Perché no
di Gioele Dix
Dire “no” pesa: da figli si subisce, da padri si impara a pronunciarlo. Anche quando il cuore vorrebbe fare il contrario
I “no” sono sempre difficili da digerire. Bisogna farci l’abitudine, e a volte non basta. Da bambino ne ho ricevuti parecchi, perentori e senza appello. Anche se ai miei genitori va dato il merito di non essersi mai sottratti all’onere di spiegarmene la ragione. Niente affatto scontato, visto che erano stati educati con ben altro rigore. Pare che i miei nonni, così dolci e malleabili con me, fossero severissimi con loro come si usava ai tempi e che alle legittime domande sul perché – legittime per un qualunque bambino di oggi, ma non allora – fornissero un’unica risposta: perché no. Dopo la benefica pausa dei vent’anni, durante i quali ho covato l’illusione di poter godere di immunità da obblighi e divieti, mi sono ritrovato ad affrontare il problema del diniego, ma sul fronte opposto, ovvero nelle scomode vesti di padre.

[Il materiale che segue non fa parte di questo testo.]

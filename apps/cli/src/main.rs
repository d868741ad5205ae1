//! # Allegro CLI
//!
//! Command-line bench tool for Allegro robotic hands.
//!
//! ```bash
//! # 读取手部信息与序列号
//! allegro-cli --channel can0 info
//!
//! # 以 3 ms 周期驱动轮询 / 指令循环（零力矩），打印关节角度
//! allegro-cli --config hand.toml monitor --period-ms 3
//!
//! # 输出默认配置
//! allegro-cli config > hand.toml
//! ```
//!
//! Ctrl-C 触发急停，控制循环在下一个周期退出并关闭通道。

use anyhow::Result;
use clap::{Parser, Subcommand};
use std::path::PathBuf;

mod commands;

use commands::{ConfigCommand, InfoCommand, MonitorCommand};

/// Allegro CLI - 灵巧手命令行工具
#[derive(Parser, Debug)]
#[command(name = "allegro-cli")]
#[command(about = "Command-line bench tool for Allegro robotic hands", long_about = None)]
#[command(version)]
struct Cli {
    /// TOML 配置文件
    #[arg(short, long, global = true)]
    config: Option<PathBuf>,

    /// CAN 通道（覆盖配置文件）
    #[arg(long, global = true)]
    channel: Option<String>,

    #[command(subcommand)]
    command: Commands,
}

#[derive(Subcommand, Debug)]
enum Commands {
    /// 读取手部信息与序列号
    Info {
        #[command(flatten)]
        args: InfoCommand,
    },

    /// 运行控制循环并打印关节角度
    Monitor {
        #[command(flatten)]
        args: MonitorCommand,
    },

    /// 输出生效配置（TOML）
    Config {
        #[command(flatten)]
        args: ConfigCommand,
    },
}

fn main() -> Result<()> {
    // 初始化日志
    tracing_subscriber::fmt()
        .with_env_filter(
            tracing_subscriber::EnvFilter::from_default_env()
                .add_directive("allegro_cli=info".parse()?),
        )
        .init();

    let cli = Cli::parse();
    let config = commands::resolve_config(cli.config.as_deref(), cli.channel.as_deref())?;

    match cli.command {
        #[cfg(target_os = "linux")]
        Commands::Info { args } => args.execute(config),
        #[cfg(target_os = "linux")]
        Commands::Monitor { args } => args.execute(config),
        #[cfg(not(target_os = "linux"))]
        Commands::Info { .. } | Commands::Monitor { .. } => {
            anyhow::bail!("SocketCAN is only available on Linux")
        },
        Commands::Config { args } => args.execute(&config),
    }
}
impl ConfigResolver {
    pub fn new(
        defaults: PolicyDefaults,
        strategy: ConflictStrategy,
        overrides: Arc<dyn OverrideStore>,
        clock: Arc<dyn Clock>,
    ) -> Self {
        Self {
            defaults,
            strategy,
            declarations: RwLock::new(HashMap::new()),
            overrides,
            cache: DashMap::new(),
            cache_ttl: Duration::from_secs(30),
            clock,
        }
    }

    /// Bound on how stale a cached override may be. Zero disables caching.
    pub fn with_cache_ttl(mut self, ttl: Duration) -> Self {
        self.cache_ttl = ttl;
        self
    }

    pub fn defaults(&self) -> &PolicyDefaults {
        &self.defaults
    }

    pub fn conflict_strategy(&self) -> ConflictStrategy {
        self.strategy
    }

    pub fn overrides(&self) -> &Arc<dyn OverrideStore> {
        &self.overrides
    }

    /// Register a static declaration for `operation_id`.
    ///
    /// Under [`ConflictStrategy::FailFast`] a GLOBAL declaration that
    /// disagrees with an earlier one is refused.
    pub fn register_policy(&self, operation_id: &str, declaration: PolicyDeclaration) -> Result<()> {
        let mut declarations = self.declarations.write();
        let list = declarations.entry(operation_id.to_string()).or_default();
        list.push(declaration);

        if self.strategy == ConflictStrategy::FailFast {
            if let Err(e) = self.pick(operation_id, list) {
                list.pop();
                if list.is_empty() {
                    declarations.remove(operation_id);
                }
                return Err(e);
            }
        }

        info!(operation = operation_id, "Registered protection policy");
        Ok(())
    }

    /// Static declarations registered for `operation_id`, in order.
    pub fn declarations(&self, operation_id: &str) -> Vec<PolicyDeclaration> {
        self.declarations
            .read()
            .get(operation_id)
            .cloned()
            .unwrap_or_default()
    }

    /// Operation ids with at least one declaration.
    pub fn operations(&self) -> Vec<String> {
        let mut ids: Vec<String> = self.declarations.read().keys().cloned().collect();
        ids.sort();
        ids
    }

    fn dimension_of(&self, declaration: &PolicyDeclaration) -> Dimension {
        declaration.dimension.unwrap_or(self.defaults.dimension)
    }

    /// Choose the declaration that applies among those registered.
    fn pick(&self, operation_id: &str, list: &[PolicyDeclaration]) -> Result<Option<PolicyDeclaration>> {
        let (first, rest) = match list.split_first() {
            Some(split) => split,
            None => return Ok(None),
        };
        if rest.is_empty() {
            return Ok(Some(first.clone()));
        }

        let global = list
            .iter()
            .any(|d| self.dimension_of(d) == Dimension::Global);
        if !global {
            return Ok(list.last().cloned());
        }

        let quota = first.quota(&self.defaults);
        if rest.iter().all(|d| d.quota(&self.defaults) == quota) {
            return Ok(Some(first.clone()));
        }

        let sites: Vec<&str> = list
            .iter()
            .map(|d| d.site.as_deref().unwrap_or("<unnamed>"))
            .collect();

        let chosen = match self.strategy {
            ConflictStrategy::FailFast => {
                return Err(ProtectionError::Configuration(format!(
                    "conflicting global policies for '{}' declared at {}",
                    operation_id,
                    sites.join(", ")
                )));
            }
            ConflictStrategy::First => first,
            ConflictStrategy::MostRestrictive => list
                .iter()
                .min_by(|a, b| a.rate(&self.defaults).total_cmp(&b.rate(&self.defaults)))
                .unwrap_or(first),
            ConflictStrategy::LeastRestrictive => list
                .iter()
                .max_by(|a, b| a.rate(&self.defaults).total_cmp(&b.rate(&self.defaults)))
                .unwrap_or(first),
        };

        debug!(
            operation = operation_id,
            strategy = ?self.strategy,
            chosen = chosen.site.as_deref().unwrap_or("<unnamed>"),
            candidates = sites.len(),
            "Resolved global policy conflict"
        );
        Ok(Some(chosen.clone()))
    }

    async fn active_override(&self, operation_id: &str) -> Option<PolicyOverride> {
        let now = self.clock.now_millis();
        let cached = self.cache.get(operation_id).and_then(|entry| {
            let ttl_ms = i64::try_from(millis_of(self.cache_ttl)).unwrap_or(i64::MAX);
            let fresh = now.saturating_sub(entry.fetched_at_ms) < ttl_ms;
            fresh.then(|| entry.value.clone())
        });

        let value = match cached {
            Some(value) => value,
            None => {
                let loaded = match self.overrides.load(operation_id).await {
                    Ok(value) => value,
                    Err(e) => {
                        warn!(operation = operation_id, error = %e, "Failed to load policy override, ignoring it");
                        None
                    }
                };
                self.cache.insert(
                    operation_id.to_string(),
                    CachedOverride {
                        value: loaded.clone(),
                        fetched_at_ms: now,
                    },
                );
                loaded
            }
        };

        match value {
            Some(ov) if ov.is_expired(now) => {
                debug!(operation = operation_id, "Discarding expired policy override");
                self.cache.remove(operation_id);
                if let Err(e) = self.overrides.remove(operation_id).await {
                    warn!(operation = operation_id, error = %e, "Failed to delete expired override");
                }
                None
            }
            other => other,
        }
    }

    /// Resolve override > declaration > defaults for `operation_id`.
    pub async fn resolve(&self, operation_id: &str) -> Result<EffectivePolicy> {
        let mut policy = EffectivePolicy::from_defaults(operation_id, &self.defaults);

        let declared = {
            let declarations = self.declarations.read();
            match declarations.get(operation_id) {
                Some(list) => self.pick(operation_id, list)?,
                None => None,
            }
        };
        if let Some(declaration) = declared {
            policy.apply(&declaration, PolicySource::Declared);
        }

        if let Some(ov) = self.active_override(operation_id).await {
            policy.apply(&ov.declaration, PolicySource::Override);
        }

        policy.validate()?;
        Ok(policy)
    }

    /// Install or replace the dynamic override for `operation_id`.
    pub async fn set_override(&self, operation_id: &str, policy: PolicyOverride) -> Result<()> {
        let mut candidate = EffectivePolicy::from_defaults(operation_id, &self.defaults);
        candidate.apply(&policy.declaration, PolicySource::Override);
        candidate.validate()?;

        self.overrides.save(operation_id, policy).await?;
        self.cache.remove(operation_id);
        info!(operation = operation_id, "Policy override set");
        Ok(())
    }

    /// Remove the dynamic override for `operation_id`.
    pub async fn remove_override(&self, operation_id: &str) -> Result<bool> {
        let removed = self.overrides.remove(operation_id).await?;
        self.cache.remove(operation_id);
        if removed {
            info!(operation = operation_id, "Policy override removed");
        }
        Ok(removed)
    }

    /// Drop every cached override.
    pub fn invalidate_cache(&self) {
        self.cache.clear();
    }

    /// Check every registered operation resolves to a usable policy.
    pub fn validate(&self) -> Result<()> {
        let declarations = self.declarations.read();
        for (operation_id, list) in declarations.iter() {
            let mut policy = EffectivePolicy::from_defaults(operation_id, &self.defaults);
            if let Some(declaration) = self.pick(operation_id, list)? {
                policy.apply(&declaration, PolicySource::Declared);
            }
            policy.validate()?;
        }
        Ok(())
    }
}
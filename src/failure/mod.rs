//! Store failure handling.
//!
//! Every protection store call goes through [`FailurePolicy::call`]. A store
//! error never surfaces to the caller as a fault: it becomes an allow or
//! reject verdict per `on_error`, and enough consecutive errors divert later
//! calls to the configured fallback until a probe of the primary succeeds.

mod circuit_breaker;

pub use circuit_breaker::{CircuitBreaker, CircuitBreakerConfig, CircuitState};

use std::future::Future;
use std::sync::Arc;
use std::time::Duration;

use serde::{Deserialize, Serialize};
use tracing::{info, warn};

use crate::clock::Clock;
use crate::error::StoreResult;
use crate::store::{LocalStore, ProtectionStore};

/// Verdict applied to a single call whose store operation failed.
#[derive(Debug, Clone, Copy, PartialEq, Eq, Default, Serialize, Deserialize)]
#[serde(rename_all = "snake_case")]
pub enum OnError {
    /// Let the request through and log
    #[default]
    Allow,
    /// Refuse the request
    Reject,
}

/// What replaces the primary store while the circuit is open.
#[derive(Debug, Clone, Copy, PartialEq, Eq, Default, Serialize, Deserialize)]
#[serde(rename_all = "snake_case")]
pub enum FallbackMode {
    /// An in-process store; protection continues per instance
    #[default]
    Memory,
    /// Every call is allowed
    AllowAll,
    /// Every call is rejected
    RejectAll,
    /// Never divert; each call still hits the primary and `on_error` applies
    None,
}

/// Failure handling settings.
#[derive(Debug, Clone, PartialEq, Serialize, Deserialize)]
pub struct FailureConfig {
    #[serde(default)]
    pub on_error: OnError,

    /// Consecutive errors that open the circuit
    #[serde(default = "default_max_errors")]
    pub max_errors: u32,

    /// Streak window and probe delay, in seconds
    #[serde(default = "default_recovery_interval")]
    pub recovery_interval_secs: u64,

    #[serde(default)]
    pub fallback: FallbackMode,
}

impl Default for FailureConfig {
    fn default() -> Self {
        Self {
            on_error: OnError::default(),
            max_errors: default_max_errors(),
            recovery_interval_secs: default_recovery_interval(),
            fallback: FallbackMode::default(),
        }
    }
}

fn default_max_errors() -> u32 {
    5
}

fn default_recovery_interval() -> u64 {
    30
}

impl FailureConfig {
    pub fn recovery_interval(&self) -> Duration {
        Duration::from_secs(self.recovery_interval_secs)
    }
}

/// Outcome of a guarded store call.
#[derive(Debug, Clone, PartialEq, Eq)]
pub enum Guarded<T> {
    /// The store answered
    Value(T),
    /// No answer; treat the request as allowed
    Allow,
    /// No answer; treat the request as rejected
    Reject,
}

impl<T> Guarded<T> {
    pub fn value(self) -> Option<T> {
        match self {
            Guarded::Value(value) => Some(value),
            _ => None,
        }
    }
}

/// Where calls are currently routed.
#[derive(Debug, Clone, Copy, PartialEq, Eq)]
pub enum StoreRoute {
    Primary,
    Memory,
    AllowAll,
    RejectAll,
}

enum Target {
    Primary,
    Fallback(Arc<LocalStore>),
    Verdict(OnError),
}

/// Wraps a primary store with a circuit breaker and fallback.
#[derive(Debug)]
pub struct FailurePolicy {
    primary: Arc<dyn ProtectionStore>,
    fallback: Option<Arc<LocalStore>>,
    config: FailureConfig,
    breaker: CircuitBreaker,
}

impl FailurePolicy {
    pub fn new(primary: Arc<dyn ProtectionStore>, config: FailureConfig, clock: Arc<dyn Clock>) -> Self {
        let fallback = match config.fallback {
            FallbackMode::Memory => Some(Arc::new(LocalStore::with_clock(Arc::clone(&clock)))),
            _ => None,
        };
        let breaker = CircuitBreaker::new(
            CircuitBreakerConfig {
                failure_threshold: config.max_errors.max(1),
                recovery_interval: config.recovery_interval(),
            },
            clock,
        );
        Self {
            primary,
            fallback,
            config,
            breaker,
        }
    }

    /// A policy that never diverts, for stores that cannot fail.
    pub fn passthrough(primary: Arc<dyn ProtectionStore>, clock: Arc<dyn Clock>) -> Self {
        Self::new(
            primary,
            FailureConfig {
                fallback: FallbackMode::None,
                ..Default::default()
            },
            clock,
        )
    }

    pub fn primary(&self) -> &Arc<dyn ProtectionStore> {
        &self.primary
    }

    /// The in-process store used by the memory fallback, if configured.
    pub fn fallback_store(&self) -> Option<&Arc<LocalStore>> {
        self.fallback.as_ref()
    }

    pub fn config(&self) -> &FailureConfig {
        &self.config
    }

    pub fn breaker(&self) -> &CircuitBreaker {
        &self.breaker
    }

    /// Current routing, without probing.
    pub fn mode(&self) -> StoreRoute {
        if self.config.fallback == FallbackMode::None || self.breaker.state() == CircuitState::Closed {
            return StoreRoute::Primary;
        }
        match self.config.fallback {
            FallbackMode::Memory => StoreRoute::Memory,
            FallbackMode::AllowAll => StoreRoute::AllowAll,
            FallbackMode::RejectAll => StoreRoute::RejectAll,
            FallbackMode::None => StoreRoute::Primary,
        }
    }

    /// Run `op` against the store calls should currently go to.
    pub async fn call<T, F, Fut>(&self, op: F) -> Guarded<T>
    where
        F: FnOnce(Arc<dyn ProtectionStore>) -> Fut,
        Fut: Future<Output = StoreResult<T>>,
    {
        let (store, on_primary): (Arc<dyn ProtectionStore>, bool) = match self.target().await {
            Target::Primary => (Arc::clone(&self.primary), true),
            Target::Fallback(local) => (local, false),
            Target::Verdict(on_error) => return self.verdict(on_error),
        };

        let backend = store.backend();
        match op(store).await {
            Ok(value) => {
                if on_primary && self.breaker.consecutive_failures() > 0 {
                    self.breaker.record_success();
                }
                Guarded::Value(value)
            }
            Err(e) => {
                warn!(backend = backend, error = %e, on_error = ?self.config.on_error, "Protection store call failed");
                if on_primary && self.breaker.record_failure() {
                    warn!(
                        failures = self.breaker.consecutive_failures(),
                        fallback = ?self.config.fallback,
                        "Circuit opened, diverting store calls"
                    );
                }
                self.verdict(self.config.on_error)
            }
        }
    }

    async fn target(&self) -> Target {
        if self.config.fallback == FallbackMode::None || self.breaker.state() == CircuitState::Closed {
            return Target::Primary;
        }

        if self.breaker.try_begin_probe() {
            match self.primary.ping().await {
                Ok(()) => {
                    self.breaker.record_success();
                    info!(backend = self.primary.backend(), "Primary store recovered, circuit closed");
                    return Target::Primary;
                }
                Err(e) => {
                    self.breaker.record_failure();
                    warn!(backend = self.primary.backend(), error = %e, "Recovery probe failed");
                }
            }
        }

        match (self.config.fallback, &self.fallback) {
            (FallbackMode::Memory, Some(local)) => Target::Fallback(Arc::clone(local)),
            (FallbackMode::RejectAll, _) => Target::Verdict(OnError::Reject),
            _ => Target::Verdict(OnError::Allow),
        }
    }

    fn verdict<T>(&self, on_error: OnError) -> Guarded<T> {
        match on_error {
            OnError::Allow => Guarded::Allow,
            OnError::Reject => Guarded::Reject,
        }
    }
}

#[cfg(test)]
pub(crate) mod testing {
    use std::sync::atomic::{AtomicBool, AtomicUsize, Ordering};
    use std::time::Duration;

    use async_trait::async_trait;

    use crate::error::{StoreError, StoreResult};
    use crate::key::ProtectionKey;
    use crate::ratelimit::{RateLimitDecision, WindowRequest};
    use crate::store::{ProtectionRecord, ProtectionStore, RecordUpdate, Updated};

    /// A store whose every call fails while `down` is set.
    #[derive(Debug, Default)]
    pub(crate) struct FlakyStore {
        pub down: AtomicBool,
        pub calls: AtomicUsize,
    }

    impl FlakyStore {
        pub fn down() -> Self {
            Self {
                down: AtomicBool::new(true),
                calls: AtomicUsize::new(0),
            }
        }

        fn gate(&self) -> StoreResult<()> {
            self.calls.fetch_add(1, Ordering::SeqCst);
            if self.down.load(Ordering::SeqCst) {
                Err(StoreError::Unavailable("connection refused".to_string()))
            } else {
                Ok(())
            }
        }
    }

    #[async_trait]
    impl ProtectionStore for FlakyStore {
        fn backend(&self) -> &'static str {
            "flaky"
        }

        async fn get_or_create(
            &self,
            _key: &ProtectionKey,
            candidate: ProtectionRecord,
            _ttl: Duration,
        ) -> StoreResult<(ProtectionRecord, bool)> {
            self.gate()?;
            Ok((candidate, true))
        }

        async fn compare_and_update(
            &self,
            _key: &ProtectionKey,
            _update: &RecordUpdate,
        ) -> StoreResult<Option<Updated>> {
            self.gate()?;
            Ok(None)
        }

        async fn get(&self, _key: &ProtectionKey) -> StoreResult<Option<ProtectionRecord>> {
            self.gate()?;
            Ok(None)
        }

        async fn delete(&self, _key: &ProtectionKey) -> StoreResult<bool> {
            self.gate()?;
            Ok(false)
        }

        async fn exists(&self, _key: &ProtectionKey) -> StoreResult<bool> {
            self.gate()?;
            Ok(false)
        }

        async fn count_by_prefix(&self, _prefix: &str) -> StoreResult<usize> {
            self.gate()?;
            Ok(0)
        }

        async fn evaluate_window(
            &self,
            _key: &ProtectionKey,
            request: &WindowRequest,
        ) -> StoreResult<RateLimitDecision> {
            self.gate()?;
            Ok(RateLimitDecision::unlimited(request.now_ms))
        }

        async fn ping(&self) -> StoreResult<()> {
            self.gate()
        }
    }
}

Ho dovuto forzarmi all’inflessibilità coi miei figli ed è stata dura, ostacolato com’ero (e come sono) da un cuore troppo tenero. D’altra parte sono (ed ero) consapevole della necessità per loro di una guida forte e sicura, soprattutto autorevole, senza essere autoritaria. Tutto assolutamente convincente. Però che fatica e che disagio essere di volta in volta censore, sorvegliante, moralizzatore. Sono ruoli che non mi piacciono. Perché? Perché no.